TASK
Below are the records; count the lines in which "devs" occurs and report only that number.

■ ■ ■

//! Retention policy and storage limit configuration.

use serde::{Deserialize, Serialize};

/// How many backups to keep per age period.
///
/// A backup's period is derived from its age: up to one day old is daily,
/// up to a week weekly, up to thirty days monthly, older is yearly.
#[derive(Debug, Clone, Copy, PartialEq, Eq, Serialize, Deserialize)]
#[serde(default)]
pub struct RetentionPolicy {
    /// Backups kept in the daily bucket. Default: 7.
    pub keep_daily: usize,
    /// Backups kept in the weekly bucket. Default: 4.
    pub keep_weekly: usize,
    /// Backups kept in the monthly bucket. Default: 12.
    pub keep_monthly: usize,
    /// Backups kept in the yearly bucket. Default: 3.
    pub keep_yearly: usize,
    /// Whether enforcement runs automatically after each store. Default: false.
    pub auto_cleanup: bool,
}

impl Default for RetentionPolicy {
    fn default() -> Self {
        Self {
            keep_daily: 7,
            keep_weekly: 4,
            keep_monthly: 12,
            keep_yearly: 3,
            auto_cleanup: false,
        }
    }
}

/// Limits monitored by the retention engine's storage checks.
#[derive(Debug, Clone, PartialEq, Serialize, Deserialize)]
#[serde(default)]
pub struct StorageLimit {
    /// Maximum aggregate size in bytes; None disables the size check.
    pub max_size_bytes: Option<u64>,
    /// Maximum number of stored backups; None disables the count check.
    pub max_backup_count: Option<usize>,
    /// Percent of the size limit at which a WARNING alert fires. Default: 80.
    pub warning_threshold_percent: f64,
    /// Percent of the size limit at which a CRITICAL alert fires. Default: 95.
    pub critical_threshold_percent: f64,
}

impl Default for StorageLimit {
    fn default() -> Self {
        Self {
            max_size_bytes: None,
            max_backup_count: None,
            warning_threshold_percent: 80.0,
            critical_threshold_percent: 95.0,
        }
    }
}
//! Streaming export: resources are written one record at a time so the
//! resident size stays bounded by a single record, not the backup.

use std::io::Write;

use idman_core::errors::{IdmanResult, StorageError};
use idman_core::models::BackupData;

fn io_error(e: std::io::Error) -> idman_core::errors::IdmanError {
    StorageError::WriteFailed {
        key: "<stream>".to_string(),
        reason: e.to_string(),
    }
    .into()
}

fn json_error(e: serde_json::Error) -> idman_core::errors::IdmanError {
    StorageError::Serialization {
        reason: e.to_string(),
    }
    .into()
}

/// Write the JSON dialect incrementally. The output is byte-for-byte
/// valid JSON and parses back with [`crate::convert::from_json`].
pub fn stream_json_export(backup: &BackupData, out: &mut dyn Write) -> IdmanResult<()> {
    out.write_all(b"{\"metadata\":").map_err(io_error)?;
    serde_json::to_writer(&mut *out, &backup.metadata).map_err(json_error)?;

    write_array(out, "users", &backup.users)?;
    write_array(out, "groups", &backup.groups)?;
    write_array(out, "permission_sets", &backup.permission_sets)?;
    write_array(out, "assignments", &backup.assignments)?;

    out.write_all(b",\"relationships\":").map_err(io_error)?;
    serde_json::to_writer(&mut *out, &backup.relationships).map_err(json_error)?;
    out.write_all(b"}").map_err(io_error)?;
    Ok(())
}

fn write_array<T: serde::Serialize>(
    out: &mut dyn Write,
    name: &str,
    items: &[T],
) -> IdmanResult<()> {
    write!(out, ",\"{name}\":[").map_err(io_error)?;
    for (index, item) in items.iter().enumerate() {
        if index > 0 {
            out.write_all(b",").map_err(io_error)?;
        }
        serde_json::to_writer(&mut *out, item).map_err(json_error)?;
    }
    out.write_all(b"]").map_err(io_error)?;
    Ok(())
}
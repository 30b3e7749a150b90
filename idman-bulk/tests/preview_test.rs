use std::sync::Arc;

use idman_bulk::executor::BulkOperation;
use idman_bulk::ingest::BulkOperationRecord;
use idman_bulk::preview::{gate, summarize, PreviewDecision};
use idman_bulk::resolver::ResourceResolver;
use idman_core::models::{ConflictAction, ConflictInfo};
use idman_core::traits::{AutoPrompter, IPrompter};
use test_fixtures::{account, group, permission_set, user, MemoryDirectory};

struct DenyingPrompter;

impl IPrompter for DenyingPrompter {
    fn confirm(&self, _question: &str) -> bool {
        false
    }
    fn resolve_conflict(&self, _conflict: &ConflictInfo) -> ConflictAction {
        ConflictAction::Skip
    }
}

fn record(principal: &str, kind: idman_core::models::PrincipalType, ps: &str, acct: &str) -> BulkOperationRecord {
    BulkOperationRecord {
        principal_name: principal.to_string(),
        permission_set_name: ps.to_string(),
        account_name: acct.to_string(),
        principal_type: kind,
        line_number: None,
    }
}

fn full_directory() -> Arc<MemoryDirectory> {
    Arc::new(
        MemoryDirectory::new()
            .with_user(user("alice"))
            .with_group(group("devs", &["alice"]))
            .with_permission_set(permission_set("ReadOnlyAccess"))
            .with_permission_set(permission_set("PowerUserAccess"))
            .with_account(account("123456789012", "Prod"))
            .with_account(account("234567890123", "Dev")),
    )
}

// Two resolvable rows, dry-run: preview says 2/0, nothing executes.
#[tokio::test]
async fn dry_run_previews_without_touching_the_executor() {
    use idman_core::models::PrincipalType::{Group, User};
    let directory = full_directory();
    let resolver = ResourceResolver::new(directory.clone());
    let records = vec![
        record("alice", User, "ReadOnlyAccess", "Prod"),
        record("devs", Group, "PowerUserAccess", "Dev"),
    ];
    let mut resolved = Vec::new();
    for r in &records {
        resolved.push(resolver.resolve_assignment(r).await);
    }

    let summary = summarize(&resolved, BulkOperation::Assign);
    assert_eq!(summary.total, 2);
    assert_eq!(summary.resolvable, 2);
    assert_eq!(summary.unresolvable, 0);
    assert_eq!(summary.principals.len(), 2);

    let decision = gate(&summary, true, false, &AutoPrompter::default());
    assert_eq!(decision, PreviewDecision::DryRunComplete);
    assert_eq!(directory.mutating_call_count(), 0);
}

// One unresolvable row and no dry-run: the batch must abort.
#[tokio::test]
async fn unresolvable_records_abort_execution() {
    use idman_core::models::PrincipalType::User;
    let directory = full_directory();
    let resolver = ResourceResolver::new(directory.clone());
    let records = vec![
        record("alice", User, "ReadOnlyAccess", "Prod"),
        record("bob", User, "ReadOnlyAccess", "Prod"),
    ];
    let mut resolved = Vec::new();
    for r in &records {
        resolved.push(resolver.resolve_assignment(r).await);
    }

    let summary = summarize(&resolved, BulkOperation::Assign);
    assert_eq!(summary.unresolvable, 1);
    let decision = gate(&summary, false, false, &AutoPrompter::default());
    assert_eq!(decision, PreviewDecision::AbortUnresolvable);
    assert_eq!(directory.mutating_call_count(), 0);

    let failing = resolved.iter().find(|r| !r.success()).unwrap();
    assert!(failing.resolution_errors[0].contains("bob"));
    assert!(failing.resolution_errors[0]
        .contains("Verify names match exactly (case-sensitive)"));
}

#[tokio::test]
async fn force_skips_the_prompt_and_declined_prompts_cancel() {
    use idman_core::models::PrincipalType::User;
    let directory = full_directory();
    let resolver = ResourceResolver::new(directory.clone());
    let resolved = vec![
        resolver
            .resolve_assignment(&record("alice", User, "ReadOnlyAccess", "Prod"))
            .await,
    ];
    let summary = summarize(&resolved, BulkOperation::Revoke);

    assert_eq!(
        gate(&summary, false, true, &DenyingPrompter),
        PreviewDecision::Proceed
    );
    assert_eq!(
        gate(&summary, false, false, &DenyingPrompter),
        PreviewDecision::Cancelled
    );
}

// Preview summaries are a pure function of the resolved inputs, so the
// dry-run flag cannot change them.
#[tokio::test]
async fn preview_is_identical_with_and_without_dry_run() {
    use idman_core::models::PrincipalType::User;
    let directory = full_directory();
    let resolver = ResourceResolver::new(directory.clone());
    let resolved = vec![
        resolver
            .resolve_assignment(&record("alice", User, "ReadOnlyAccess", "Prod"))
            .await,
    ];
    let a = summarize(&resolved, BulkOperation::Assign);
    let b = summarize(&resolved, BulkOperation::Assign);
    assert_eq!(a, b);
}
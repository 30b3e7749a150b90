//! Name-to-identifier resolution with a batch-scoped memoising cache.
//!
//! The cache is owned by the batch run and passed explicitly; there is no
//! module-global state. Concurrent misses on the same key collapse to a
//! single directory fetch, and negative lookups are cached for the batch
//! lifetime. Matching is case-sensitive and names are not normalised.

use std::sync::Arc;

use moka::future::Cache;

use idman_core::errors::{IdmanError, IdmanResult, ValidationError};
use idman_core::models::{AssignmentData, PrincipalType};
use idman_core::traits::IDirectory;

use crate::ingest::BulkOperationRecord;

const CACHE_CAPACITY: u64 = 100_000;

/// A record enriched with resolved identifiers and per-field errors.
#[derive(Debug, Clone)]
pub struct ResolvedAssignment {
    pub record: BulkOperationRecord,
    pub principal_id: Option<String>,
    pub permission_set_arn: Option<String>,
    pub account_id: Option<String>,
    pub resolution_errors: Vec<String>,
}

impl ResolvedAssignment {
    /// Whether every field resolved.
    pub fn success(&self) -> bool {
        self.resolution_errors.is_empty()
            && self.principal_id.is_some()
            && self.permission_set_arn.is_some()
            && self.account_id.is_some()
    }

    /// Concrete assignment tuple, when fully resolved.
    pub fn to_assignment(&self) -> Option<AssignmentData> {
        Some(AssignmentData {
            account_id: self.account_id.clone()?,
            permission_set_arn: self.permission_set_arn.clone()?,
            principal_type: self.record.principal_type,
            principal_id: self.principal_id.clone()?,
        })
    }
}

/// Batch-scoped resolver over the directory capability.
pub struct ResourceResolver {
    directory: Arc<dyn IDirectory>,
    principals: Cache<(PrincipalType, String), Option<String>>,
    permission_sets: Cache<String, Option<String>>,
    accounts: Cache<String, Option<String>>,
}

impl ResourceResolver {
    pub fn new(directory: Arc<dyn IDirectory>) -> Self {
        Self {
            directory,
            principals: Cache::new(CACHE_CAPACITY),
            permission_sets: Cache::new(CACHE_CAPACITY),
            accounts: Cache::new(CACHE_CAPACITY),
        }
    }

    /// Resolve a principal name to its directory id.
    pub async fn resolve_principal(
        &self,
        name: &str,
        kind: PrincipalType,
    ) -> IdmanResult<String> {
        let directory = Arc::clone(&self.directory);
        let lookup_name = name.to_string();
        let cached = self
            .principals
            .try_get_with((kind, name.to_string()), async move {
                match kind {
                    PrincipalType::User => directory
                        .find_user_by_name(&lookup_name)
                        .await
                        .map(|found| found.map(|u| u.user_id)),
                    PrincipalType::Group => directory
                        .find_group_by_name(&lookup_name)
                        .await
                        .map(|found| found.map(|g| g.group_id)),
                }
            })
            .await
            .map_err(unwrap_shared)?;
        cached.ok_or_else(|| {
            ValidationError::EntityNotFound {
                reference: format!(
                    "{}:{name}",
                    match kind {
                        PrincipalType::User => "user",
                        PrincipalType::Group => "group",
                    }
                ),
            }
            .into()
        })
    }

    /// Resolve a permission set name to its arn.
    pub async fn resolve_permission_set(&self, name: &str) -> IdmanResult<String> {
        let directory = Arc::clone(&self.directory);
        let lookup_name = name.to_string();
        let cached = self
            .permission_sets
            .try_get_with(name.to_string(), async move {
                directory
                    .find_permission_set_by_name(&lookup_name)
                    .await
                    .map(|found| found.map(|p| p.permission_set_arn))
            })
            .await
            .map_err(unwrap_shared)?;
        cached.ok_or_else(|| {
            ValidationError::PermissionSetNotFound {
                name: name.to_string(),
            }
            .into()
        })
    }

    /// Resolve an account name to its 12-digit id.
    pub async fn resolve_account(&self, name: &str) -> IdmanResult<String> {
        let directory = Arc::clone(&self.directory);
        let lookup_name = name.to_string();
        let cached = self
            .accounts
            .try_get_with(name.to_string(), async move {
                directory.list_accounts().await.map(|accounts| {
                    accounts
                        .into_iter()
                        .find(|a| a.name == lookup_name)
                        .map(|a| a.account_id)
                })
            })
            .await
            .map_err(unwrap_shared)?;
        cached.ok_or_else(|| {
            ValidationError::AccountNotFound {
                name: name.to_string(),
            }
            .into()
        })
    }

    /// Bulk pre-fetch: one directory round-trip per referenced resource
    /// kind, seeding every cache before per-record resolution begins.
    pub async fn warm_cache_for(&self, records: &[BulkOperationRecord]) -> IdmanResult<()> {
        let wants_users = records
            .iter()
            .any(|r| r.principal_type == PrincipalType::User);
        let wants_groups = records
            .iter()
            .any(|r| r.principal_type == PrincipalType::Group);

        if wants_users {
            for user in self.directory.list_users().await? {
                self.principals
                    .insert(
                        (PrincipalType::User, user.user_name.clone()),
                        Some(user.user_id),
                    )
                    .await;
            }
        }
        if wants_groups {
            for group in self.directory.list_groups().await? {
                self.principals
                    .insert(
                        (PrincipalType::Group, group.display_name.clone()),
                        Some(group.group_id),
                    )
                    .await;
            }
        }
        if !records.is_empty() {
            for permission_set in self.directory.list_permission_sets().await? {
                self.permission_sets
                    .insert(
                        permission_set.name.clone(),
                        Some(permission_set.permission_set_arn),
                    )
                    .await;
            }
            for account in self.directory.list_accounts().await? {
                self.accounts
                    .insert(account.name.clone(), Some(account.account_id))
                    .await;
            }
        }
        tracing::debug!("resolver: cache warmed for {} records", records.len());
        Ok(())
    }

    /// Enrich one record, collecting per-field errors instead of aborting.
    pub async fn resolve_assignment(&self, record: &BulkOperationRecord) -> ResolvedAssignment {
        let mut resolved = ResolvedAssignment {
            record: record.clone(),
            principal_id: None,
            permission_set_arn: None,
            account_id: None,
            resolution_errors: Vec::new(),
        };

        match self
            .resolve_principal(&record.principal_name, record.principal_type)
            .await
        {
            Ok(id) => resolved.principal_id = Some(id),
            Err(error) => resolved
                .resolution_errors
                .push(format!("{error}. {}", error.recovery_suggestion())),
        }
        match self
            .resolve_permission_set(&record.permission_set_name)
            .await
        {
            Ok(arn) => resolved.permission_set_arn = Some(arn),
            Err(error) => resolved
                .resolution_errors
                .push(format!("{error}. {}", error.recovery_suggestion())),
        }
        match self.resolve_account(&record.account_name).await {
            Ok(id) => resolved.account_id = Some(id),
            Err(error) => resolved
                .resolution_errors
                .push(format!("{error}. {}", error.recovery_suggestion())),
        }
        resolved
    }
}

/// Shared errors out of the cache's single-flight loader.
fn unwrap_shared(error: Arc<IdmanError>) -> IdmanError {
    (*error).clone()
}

■ ■ ■

SOLUTION TO THE PROBLEM
2